- **Work instructions**
Locate, in the data below, the line that contains "alive until drop" and the line that contains "to open movie"; reproduce exactly those two lines and every line between them, nothing more.

Records drawn from a dataset:

------------------------------------------------------------

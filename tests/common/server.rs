//! Test server lifecycle management
//!
//! This module manages spawning and shutting down test HTTP servers.
//! Each test gets an isolated server with its own seeded database.

use super::constants::*;
use super::fixtures::create_test_db;
use movie_catalog_server::movie_store::{rows, StoreCounts};
use movie_catalog_server::server::{server::make_app, RequestsLoggingLevel, ServerConfig};
use movie_catalog_server::SqliteMovieStore;
use std::net::{IpAddr, Ipv4Addr};
use std::sync::Arc;
use std::time::Duration;
use tempfile::TempDir;
use tokio::net::TcpListener;

/// Test server instance with an isolated database
///
/// When dropped, the server gracefully shuts down and temp resources are cleaned up.
pub struct TestServer {
    /// Base URL for making requests (e.g., "http://127.0.0.1:12345")
    pub base_url: String,

    /// The port the server is listening on
    pub port: u16,

    /// The store the server runs on, for direct database access in tests
    pub store: Arc<SqliteMovieStore>,

    // Private fields - keep resources alive until drop
    _temp_db_dir: TempDir,
    _shutdown_tx: Option<tokio::sync::oneshot::Sender<()>>,
}

impl TestServer {
    /// Spawns a new test server on a random port
    ///
    /// This function:
    /// 1. Creates a temporary database seeded through the bulk loader
    /// 2. Binds to a random port (127.0.0.1:0)
    /// 3. Spawns the server in a background task
    /// 4. Waits for the server to be ready
    ///
    /// # Panics
    ///
    /// Panics if database creation, port binding or server startup fails,
    /// or if the server doesn't become ready within timeout.
    pub async fn spawn() -> Self {
        let (temp_db_dir, db_path) = create_test_db().expect("Failed to create test database");

        let store =
            Arc::new(SqliteMovieStore::new(&db_path).expect("Failed to open movie store"));

        // Bind to random port
        let listener = TcpListener::bind("127.0.0.1:0")
            .await
            .expect("Failed to bind to random port");

        let port = listener
            .local_addr()
            .expect("Failed to get local address")
            .port();

        let base_url = format!("http://127.0.0.1:{}", port);

        // Create shutdown channel
        let (shutdown_tx, shutdown_rx) = tokio::sync::oneshot::channel::<()>();

        let config = ServerConfig {
            port,
            requests_logging_level: RequestsLoggingLevel::None,
            bind_address: IpAddr::V4(Ipv4Addr::LOCALHOST),
        };
        let app = make_app(config, store.clone());

        // Spawn server in background task with graceful shutdown
        tokio::spawn(async move {
            axum::serve(listener, app)
                .with_graceful_shutdown(async {
                    shutdown_rx.await.ok();
                })
                .await
                .expect("Server failed");
        });

        let server = Self {
            base_url,
            port,
            store,
            _temp_db_dir: temp_db_dir,
            _shutdown_tx: Some(shutdown_tx),
        };

        server.wait_for_ready().await;

        server
    }

    /// Waits for the server to become ready by polling the home endpoint
    async fn wait_for_ready(&self) {
        let client = reqwest::Client::builder()
            .timeout(Duration::from_millis(100))
            .build()
            .expect("Failed to build reqwest client");

        let start = std::time::Instant::now();
        let timeout = Duration::from_millis(SERVER_READY_TIMEOUT_MS);

        loop {
            if start.elapsed() > timeout {
                panic!(
                    "Server did not become ready within {}ms",
                    SERVER_READY_TIMEOUT_MS
                );
            }

            match client.get(format!("{}/", self.base_url)).send().await {
                Ok(response) if response.status().is_success() => return,
                _ => {
                    tokio::time::sleep(Duration::from_millis(SERVER_READY_POLL_INTERVAL_MS)).await;
                }
            }
        }
    }

    /// Row counts of the server's database
    pub fn counts(&self) -> StoreCounts {
        self.store.get_counts().expect("Failed to count rows")
    }

    /// Id of the seeded movie with the given title
    pub fn movie_id(&self, title: &str) -> i64 {
        self.store
            .read(|conn| {
                conn.query_row("SELECT id FROM movie WHERE title = ?1", [title], |r| {
                    r.get(0)
                })
            })
            .unwrap_or_else(|e| panic!("Movie {} not seeded: {}", title, e))
    }

    /// Id of the seeded actor with the given name
    pub fn actor_id(&self, name: &str) -> i64 {
        self.store
            .read(|conn| rows::find_actor_by_name(conn, name))
            .expect("Actor lookup failed")
            .unwrap_or_else(|| panic!("Actor {} not seeded", name))
            .id
    }

    /// Id of the seeded genre with the given name
    pub fn genre_id(&self, name: &str) -> i64 {
        self.store
            .read(|conn| rows::find_genre_by_name(conn, name))
            .expect("Genre lookup failed")
            .unwrap_or_else(|| panic!("Genre {} not seeded", name))
            .id
    }
}

impl Drop for TestServer {
    fn drop(&mut self) {
        // Send shutdown signal
        if let Some(tx) = self._shutdown_tx.take() {
            let _ = tx.send(());
        }
    }
}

------------------------------------------------------------

- **Solution to this exercise**
    // Private fields - keep resources alive until drop
    _temp_db_dir: TempDir,
    _shutdown_tx: Option<tokio::sync::oneshot::Sender<()>>,
}

impl TestServer {
    /// Spawns a new test server on a random port
    ///
    /// This function:
    /// 1. Creates a temporary database seeded through the bulk loader
    /// 2. Binds to a random port (127.0.0.1:0)
    /// 3. Spawns the server in a background task
    /// 4. Waits for the server to be ready
    ///
    /// # Panics
    ///
    /// Panics if database creation, port binding or server startup fails,
    /// or if the server doesn't become ready within timeout.
    pub async fn spawn() -> Self {
        let (temp_db_dir, db_path) = create_test_db().expect("Failed to create test database");

        let store =
            Arc::new(SqliteMovieStore::new(&db_path).expect("Failed to open movie store"));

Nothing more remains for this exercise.